But I didn't expect to be murdered by words today. 😂
Ha, I dodged the bullet because I read 中田 as zhōngtián
ヒラガナ。
New "micro niche achievement" unlocked:
Most literate, dignified, bilingual, RAPID FIRE PUNCH LINE COMIC of all time.
This achievement is officially called: Rodney Dangerfield With Extra Steps.
Youve made me laugh so hard, youve earned a subscribe!
4:35 good point, what do you study when you aren't genki yourself
Started crying with the 6 alphabets one 🤣🤣
You got me with the black hole one, guess I'm still not jouzu enough
Best one yet
あの〜、ドウゲンさん、英語の母語話者ではない私にとっては「日本語が英語になりきるまで待機」というのはそれほどいい選択肢ではないと思うのですが〜
空気 and ヒラガナ killed me XD
ノルウェイの森読んだのはすごいよ
bro I love dogen
i lost it at the みんなさん 😂😂😂😂😂😂
I hate you for catching me off guard with the Tanaka reading HAHAHA
I actually raised my hand at the 中田 part, took me a few second to realize the dumb mistake lol
3:22 - Nakata... nandato!?
中田...Not untill you asked...probably...now I'm not sure
I laughed extra hard because I own a copy of Norwegian Wood
Masterpiece
@3:53 Hey that Melonpan reference was uncalled FOR!!!
Alright, that Genki one got me
2:04 YES
I will eventually learn 2000+ kanji but I will never be able to read katakana.
Man, I chortled when you added 空気 as one of the things we need to learn how to read. Same for all the ways to say no. もういいんだよ!
Personally, I love kanji. It's hard to read without them, and they not only help you read faster, but clarify homophones in written text. Kanji stick out in a sentence, and they're the first thing you notice. By knowing them, you already know a solid half the sentence before you even try to figure it out!
covid doesn't spare the hikkikomoris. speaking from experience
0:22 I would argue that Japan has the world's best toilets *because* they have no Mexican food.

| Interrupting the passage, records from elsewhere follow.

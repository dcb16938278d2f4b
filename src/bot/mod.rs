//! The agent side of the pipeline.
//!
//! This module implements:
//! - `AdvisorPlayer`: a [`crate::game::TableAgent`] that consults the
//!   advisory service and records every completed turn
//! - `legalize`: the degrade/clamp state machine that turns any proposed
//!   decision into a legal one
//! - `fallback_decision`: the deterministic strategy behind the advisory path
//! - `DecisionLog`: the per-session decision history
//!
//! The load-bearing guarantee lives in `legalize`: whatever the advisory
//! service says, or fails to say, the engine receives a member of the
//! turn's legal-action set.

pub mod fallback;
pub mod legalize;
pub mod models;
pub mod player;

pub use fallback::{Holding, Tier, classify_holding, fallback_decision};
pub use legalize::{clamp_raise, legalize};
pub use models::{DecisionLog, DecisionRecord, DecisionSource};
pub use player::AdvisorPlayer;
//! Rules-engine vocabulary and the agent seam.
//!
//! The engine drives agents through [`TableAgent`]: one `declare_action` call
//! per decision point, plus lifecycle notifications that carry no bearing on
//! action legality.

pub mod cards;
pub mod entities;

use async_trait::async_trait;
use entities::{Chips, DecisionKind, GameStart, HistoryAction, RoundState, Seat, Street, ValidAction};

/// A seat occupant the rules engine can ask for decisions.
///
/// `declare_action` must return before the engine resumes the hand; the
/// remaining hooks are notifications and default to no-ops. Implementations
/// must return a legal action for every turn, whatever state they are in.
#[async_trait]
pub trait TableAgent {
    /// Decide the action for the current turn.
    async fn declare_action(
        &mut self,
        valid_actions: &[ValidAction],
        hole_cards: &[String],
        round_state: &RoundState,
    ) -> (DecisionKind, Chips);

    /// The match is starting; seats carry every player's name and uuid.
    fn receive_game_start(&mut self, _game: &GameStart) {}

    /// A new hand is being dealt.
    fn receive_round_start(&mut self, _round_count: u32, _hole_cards: &[String], _seats: &[Seat]) {}

    /// A new street is opening on the current hand.
    fn receive_street_start(&mut self, _street: Street, _round_state: &RoundState) {}

    /// Another seat acted.
    fn receive_game_update(&mut self, _action: &HistoryAction, _round_state: &RoundState) {}

    /// The hand finished; `winners` holds the winning seats' uuids.
    fn receive_round_result(&mut self, _winners: &[String], _round_state: &RoundState) {}
}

The two would appear to be mutually exclusive.
Ferraris are indeed meant for the racetrack, but Mexican food is the digestive equivalent of a rally.
When I lived in Japan I was also addicted to mos burger. I don't know how i survived the trip home 😢
The Genki joke took me
0:54 そうなん!?って言ったわ…
4:13
... "Why do I hear boss music?"
@Dogen the one about Japanese being a SOV language has me scratching my head. You said and put "My said teacher" in the subtitles but the object is the teacher and the verb is said. So if we are going by SOV then it should be "My teacher said" right? Is it funny because the sentence sounds awkward or that its wrong? I am confused, Please explain. Love your channel
My go-to japanese guy
4:14 I had to stop and look at it three times. The first time, something seemed wrong. The second time, I understood the joke and laughed out loud. The third time, with great difficulty, I actually read what it said.
On the point of Hiragana, I think the usual argument is that you just leave spaces like you do in other languages, like English. A lot of old Japanese games actually did exactly that because they couldn't add all the different kanji due to technical limitations. If you're really fancy you can even add a small line next to the mora at the top or bottom where the intonation switches from high to low, so you could see in writing what the phonetics are.
The biggest argument against it is that many old documents would become unreadable to newer generations, unless they are translated.
3:08 joke's on you, because it will all be written in katakana!
うまいねぇ
Dogen has given me the mindset that 日本語上手 = NOT GOOD ENOUGH
3:40 absolutely destroyed me with that one
4:15 What does this mixture of uppercase and lowercase letters mean?
Maybe whoever is saying it sounds very convinced of it as if it's nothing but an absolute truth
It's called "alternating caps" and usually indicates mockery of what you're writing. en.wikipedia.org/wiki/Alternating_caps
Usually he uses it to denote when he speaks using a strange pitch accent. Here it sounds like a foreigner who never learned about pitch accent and has picked up several wrong ones.
Thanks.
I understood m(__)m
@@とーふ-t4f
In rare situations you might also encounter English speaking youngsters type with alternating caps. They do this because they think it looks cool.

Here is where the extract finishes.